Georg Thieme Verlag Stuttgart · New York

Diabetische somatische Polyneuropathie

Pathogenese, klinische Manifestationsformen und Therapie-KonzepteM. J. Hilz, H. Marthol, B. Neundörfer

Neurologische Klinik mit Poliklinik der Universität Erlangen-Nürnberg (Direktor: Prof. Dr. B. Neundörfer)

Abstract

Zusammenfassung:

Die diabetische Polyneuropathie ist die häufigste Neuropathie in westlichen Ländern. In Deutschland sind 3,5 bis 4 Mio. Patienten an Diabetes mellitus erkrankt. Bei der Diagnosestellung sollten andere Polyneuropathie-Ursachen ausgeschlossen werden und wenigstens zwei der fünf Diagnosekriterien neuropathische Symptome, neuropathische Defizite, pathologische Nervenleitgeschwindigkeiten, pathologische quantitativ sensible Testung, pathologische quantitativ autonome Untersuchung nachweisbar sein. Bislang ist die Pathophysiologie der diabetischen Polyneuropathie noch nicht völlig geklärt. Zu den verschiedenen pathophysiologischen Konzepten zählen die Sorbitol-Myo-Inositol-Hypothese, nach der in Folge einer Anhäufung von Sorbitol und Fruktose eine Myo-Inositol-Verarmung eintritt, die Hypothese des Mangels an essenziellen Fettsäuren mit geminderter Verfügbarkeit von Gamma-Linolensäure und Prostanoiden, die Peudohypoxie- und Hypoxie-Hypothese, nach der endotheliale und axonale Störungen sowie strukturelle Schäden auf eine Vermehrung des oxidativen Stresses und der freien Radikalproduktion zurückzuführen sind. Wesentlich erscheint auch die Rolle der unter Hyperglykämie anfallenden advanced glycation end products (AGEs). AGEs tragen zu strukturellen Funktionsstörungen und Schäden bei. Erhöhte Spiegel zirkulierender Immunkomplexe und aktivierter T-Lymphozyten sowie der Nachweis von Antikörpern gegen Nervengewebe, z. B. den Vagusnerv oder sympathische Ganglienzellen, unterstützen die Hypothese einer immunvermittelten Neuropathie. Die Verminderung neurotropher Faktoren, wie etwa nerve growth factor, Neurotrophin-3 oder Insulin-like growth factor scheint auch zur Entstehung der diabetischen Neuropathie beizutragen.

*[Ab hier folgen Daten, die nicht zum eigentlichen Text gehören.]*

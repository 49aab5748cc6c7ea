//! Business logic helpers for the bank and platform reference lists.
//!
//! Transaction entities reference banks and platforms by name, so renames do
//! not rewrite historic entries; records keep the name that was current when
//! they were created.

use uuid::Uuid;

use crate::core::services::{ServiceError, ServiceResult};
use crate::domain::ledger::Ledger;
use crate::domain::reference::{Bank, Platform, ADJUSTMENT_BANK};

/// Manages the selectable bank and platform lists.
pub struct ReferenceService;

impl ReferenceService {
    pub fn add_bank(ledger: &mut Ledger, name: &str) -> ServiceResult<Uuid> {
        let name = name.trim();
        if name.is_empty() {
            return Err(ServiceError::Invalid("bank name is required".into()));
        }
        if name == ADJUSTMENT_BANK {
            return Err(ServiceError::Invalid(
                "the adjustment sentinel is not a selectable bank".into(),
            ));
        }
        if ledger.bank_by_name(name).is_some() {
            return Err(ServiceError::Invalid(format!("bank {name} already exists")));
        }
        Ok(ledger.add_bank(Bank::new(name)))
    }

    pub fn add_platform(ledger: &mut Ledger, name: &str) -> ServiceResult<Uuid> {
        let name = name.trim();
        if name.is_empty() {
            return Err(ServiceError::Invalid("platform name is required".into()));
        }
        if ledger.platform_by_name(name).is_some() {
            return Err(ServiceError::Invalid(format!(
                "platform {name} already exists"
            )));
        }
        Ok(ledger.add_platform(Platform::new(name)))
    }

    pub fn rename_bank(ledger: &mut Ledger, id: Uuid, new_name: &str) -> ServiceResult<()> {
        let new_name = new_name.trim();
        if new_name.is_empty() || new_name == ADJUSTMENT_BANK {
            return Err(ServiceError::Invalid("invalid bank name".into()));
        }
        if ledger.banks.iter().any(|b| b.name == new_name && b.id != id) {
            return Err(ServiceError::Invalid(format!(
                "bank {new_name} already exists"
            )));
        }
        let bank = ledger
            .banks
            .iter_mut()
            .find(|b| b.id == id)
            .ok_or_else(|| ServiceError::Invalid("bank not found".into()))?;
        tracing::warn!(old = %bank.name, new = %new_name, "renaming bank; historic entries keep the old name");
        bank.name = new_name.to_string();
        ledger.touch();
        Ok(())
    }

    pub fn rename_platform(ledger: &mut Ledger, id: Uuid, new_name: &str) -> ServiceResult<()> {
        let new_name = new_name.trim();
        if new_name.is_empty() {
            return Err(ServiceError::Invalid("invalid platform name".into()));
        }
        if ledger
            .platforms
            .iter()
            .any(|p| p.name == new_name && p.id != id)
        {
            return Err(ServiceError::Invalid(format!(
                "platform {new_name} already exists"
            )));
        }
        let platform = ledger
            .platforms
            .iter_mut()
            .find(|p| p.id == id)
            .ok_or_else(|| ServiceError::Invalid("platform not found".into()))?;
        tracing::warn!(old = %platform.name, new = %new_name, "renaming platform; historic entries keep the old name");
        platform.name = new_name.to_string();
        ledger.touch();
        Ok(())
    }

    pub fn set_bank_active(ledger: &mut Ledger, id: Uuid, active: bool) -> ServiceResult<()> {
        let bank = ledger
            .banks
            .iter_mut()
            .find(|b| b.id == id)
            .ok_or_else(|| ServiceError::Invalid("bank not found".into()))?;
        bank.is_active = active;
        ledger.touch();
        Ok(())
    }

    pub fn set_platform_active(ledger: &mut Ledger, id: Uuid, active: bool) -> ServiceResult<()> {
        let platform = ledger
            .platforms
            .iter_mut()
            .find(|p| p.id == id)
            .ok_or_else(|| ServiceError::Invalid("platform not found".into()))?;
        platform.is_active = active;
        ledger.touch();
        Ok(())
    }

    /// Banks offered in selection lists and dashboard totals.
    pub fn active_banks(ledger: &Ledger) -> Vec<&Bank> {
        ledger.banks.iter().filter(|b| b.is_active).collect()
    }

    /// Platforms offered in selection lists and dashboard totals.
    pub fn active_platforms(ledger: &Ledger) -> Vec<&Platform> {
        ledger.platforms.iter().filter(|p| p.is_active).collect()
    }
}
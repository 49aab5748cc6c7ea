//! Terminal front end: output helpers and interactive entry forms.

pub mod forms;
pub mod output;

Die symmetrisch-distal betonte und vorwiegend sensible Neuropathie ist weitaus häufiger anzutreffen als die symmetrisch-paretische Form oder die asymmetrischen Neuropathien. Die schmerzlose Neuropathie ist gekennzeichnet durch Störungen der Berührungsempfindung, des Lagesinns und des Vibrationsempfindens. Muskeleigenreflexe, insbesondere die Achillessehnenreflexe, sind gemindert oder fehlen. Die schmerzhafte sensible diabetische Neuropathie betrifft vor allem die kleinen Nervenfasern und verursacht eine Störung des Temperaturempfindens sowie Parästhesien. Die proximale, diabetische Amyotrophie entsteht akut oder subakut und verursacht Paresen der Beckengürtelmuskulatur und der vom Nervus femoralis innervierten Oberschenkelmuskulatur. Diabetische Hirnnervenausfälle beginnen oft akut und schmerzhaft. Diabetische Radikulopathien halten sich an das Versorgungsgebiet eines Spinalnerven im Rumpfbereich und verursachen gürtelförmige Schmerzen sowie gegebenenfalls Bauchwandparesen. Die autonome diabetische Polyneuropathie kann gleichzeitig mit oder ohne somatische Neuropathie auftreten.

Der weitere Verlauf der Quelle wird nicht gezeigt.